Some have raised concerns that allowing businesses to carryback losses before 2018 will provide a windfall or excessive benefits because businesses will be able to apply losses incurred today from the post-TCJA 21 percent rate against the pre-TCJA 35 percent rate that existed in 2017.

First, it is important to note that there is precedent for this. In 2002, Congress allowed passthroughs to carryback losses despite the fact that the tax rates had been reduced the year before through the Economic Growth and Tax Relief Reconciliation Act.

In addition, this criticism does not change the fact that businesses desperately need help surviving the pandemic, which has restricted commerce and forced businesses to shutter. In the past eight weeks, almost 37 million people have filed for unemployment and the unemployment rate has risen from a 50-year low of 3.5 percent earlier this year to 14.7 percent in April. The Congressional Budget Office now projects that GDP will decline by 12 percent during the second quarter of 2020. 
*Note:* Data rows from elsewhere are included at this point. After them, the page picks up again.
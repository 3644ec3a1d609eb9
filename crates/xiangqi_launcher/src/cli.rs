//! Command-line interface handling for the Xiangqi launcher.
//!
//! Every option here overrides the matching configuration file setting.

use crate::config::AdapterKind;
use clap::{Arg, ArgMatches, Command};
use std::ffi::OsString;
use std::path::PathBuf;

/// Command line arguments parsed from user input.
#[derive(Debug, Clone, Default)]
pub struct CliArgs {
    /// Path to the configuration file
    pub config_path: PathBuf,
    /// Optional override for the server host
    pub host: Option<String>,
    /// Optional override for the server port
    pub port: Option<u16>,
    /// Optional override for the transport adapter
    pub adapter: Option<AdapterKind>,
    /// Optional override for the native client library path
    pub library: Option<PathBuf>,
    /// Optional override for log level
    pub log_level: Option<String>,
    /// Whether to force JSON log output
    pub json_logs: bool,
}

fn command() -> Command {
    Command::new("Xiangqi Launcher")
        .version(env!("CARGO_PKG_VERSION"))
        .about("Console client that keeps a session with the Xiangqi game server")
        .arg(
            Arg::new("config")
                .short('c')
                .long("config")
                .value_name("FILE")
                .help("Configuration file path")
                .default_value("launcher.toml"),
        )
        .arg(
            Arg::new("host")
                .short('H')
                .long("host")
                .value_name("HOST")
                .help("Game server host"),
        )
        .arg(
            Arg::new("port")
                .short('p')
                .long("port")
                .value_name("PORT")
                .help("Game server port")
                .value_parser(clap::value_parser!(u16).range(1..)),
        )
        .arg(
            Arg::new("adapter")
                .short('a')
                .long("adapter")
                .value_name("KIND")
                .help("Transport adapter")
                .value_parser(["tcp", "native"]),
        )
        .arg(
            Arg::new("library")
                .long("library")
                .value_name("PATH")
                .help("Path to the native client library (native adapter only)"),
        )
        .arg(
            Arg::new("log-level")
                .short('l')
                .long("log-level")
                .value_name("LEVEL")
                .help("Log level (trace, debug, info, warn, error)"),
        )
        .arg(
            Arg::new("json-logs")
                .long("json-logs")
                .help("Output logs in JSON format")
                .action(clap::ArgAction::SetTrue),
        )
}

impl CliArgs {
    /// Parses the process arguments, exiting with usage on invalid input.
    pub fn parse() -> Self {
        Self::from_matches(&command().get_matches())
    }

    /// Parses an explicit argument list; the first item is the binary name.
    pub fn try_parse_from<I, T>(args: I) -> Result<Self, clap::Error>
    where
        I: IntoIterator<Item = T>,
        T: Into<OsString> + Clone,
    {
        Ok(Self::from_matches(&command().try_get_matches_from(args)?))
    }

    fn from_matches(matches: &ArgMatches) -> Self {
        Self {
            config_path: matches
                .get_one::<String>("config")
                .map(PathBuf::from)
                .unwrap_or_else(|| PathBuf::from("launcher.toml")),
            host: matches.get_one::<String>("host").cloned(),
            port: matches.get_one::<u16>("port").copied(),
            adapter: matches
                .get_one::<String>("adapter")
                .and_then(|kind| kind.parse().ok()),
            library: matches.get_one::<String>("library").map(PathBuf::from),
            log_level: matches.get_one::<String>("log-level").cloned(),
            json_logs: matches.get_flag("json-logs"),
        }
    }
}

#[cfg(test)]
mod tests {
    use super::*;

    #[test]
    fn test_defaults() {
        let args = CliArgs::try_parse_from(["xiangqi-launcher"]).unwrap();
        assert_eq!(args.config_path, PathBuf::from("launcher.toml"));
        assert!(args.host.is_none());
        assert!(args.port.is_none());
        assert!(args.adapter.is_none());
        assert!(!args.json_logs);
    }

    #[test]
    fn test_overrides() {
        let args = CliArgs::try_parse_from([
            "xiangqi-launcher",
            "--config",
            "custom.toml",
            "--host",
            "10.0.0.5",
            "--port",
            "9000",
            "--adapter",
            "native",
            "--library",
            "/opt/xiangqi/libclient.so",
            "--log-level",
            "debug",
            "--json-logs",
        ])
        .unwrap();

        assert_eq!(args.config_path, PathBuf::from("custom.toml"));
        assert_eq!(args.host.as_deref(), Some("10.0.0.5"));
        assert_eq!(args.port, Some(9000));
        assert_eq!(args.adapter, Some(AdapterKind::Native));
        assert_eq!(args.library, Some(PathBuf::from("/opt/xiangqi/libclient.so")));
        assert_eq!(args.log_level.as_deref(), Some("debug"));
        assert!(args.json_logs);
    }

    #[test]
    fn test_rejects_bad_values() {
        assert!(CliArgs::try_parse_from(["xiangqi-launcher", "--port", "0"]).is_err());
        assert!(CliArgs::try_parse_from(["xiangqi-launcher", "--port", "70000"]).is_err());
        assert!(CliArgs::try_parse_from(["xiangqi-launcher", "--adapter", "udp"]).is_err());
    }
}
Dozens of businesses are already using NOLs and other tax provisions enacted by the CARES Act to help them survive the damage caused by COVID-19, according to a report from the Wall Street Journal.

If these tax cuts are taken away, job losses and business failures will only accelerate.

Rather than denying tax cuts to struggling businesses, Pelosi and Democrats should focus on enacting proposals that help businesses weather the Coronavirus storm so that workers can keep getting paid and keep their jobs.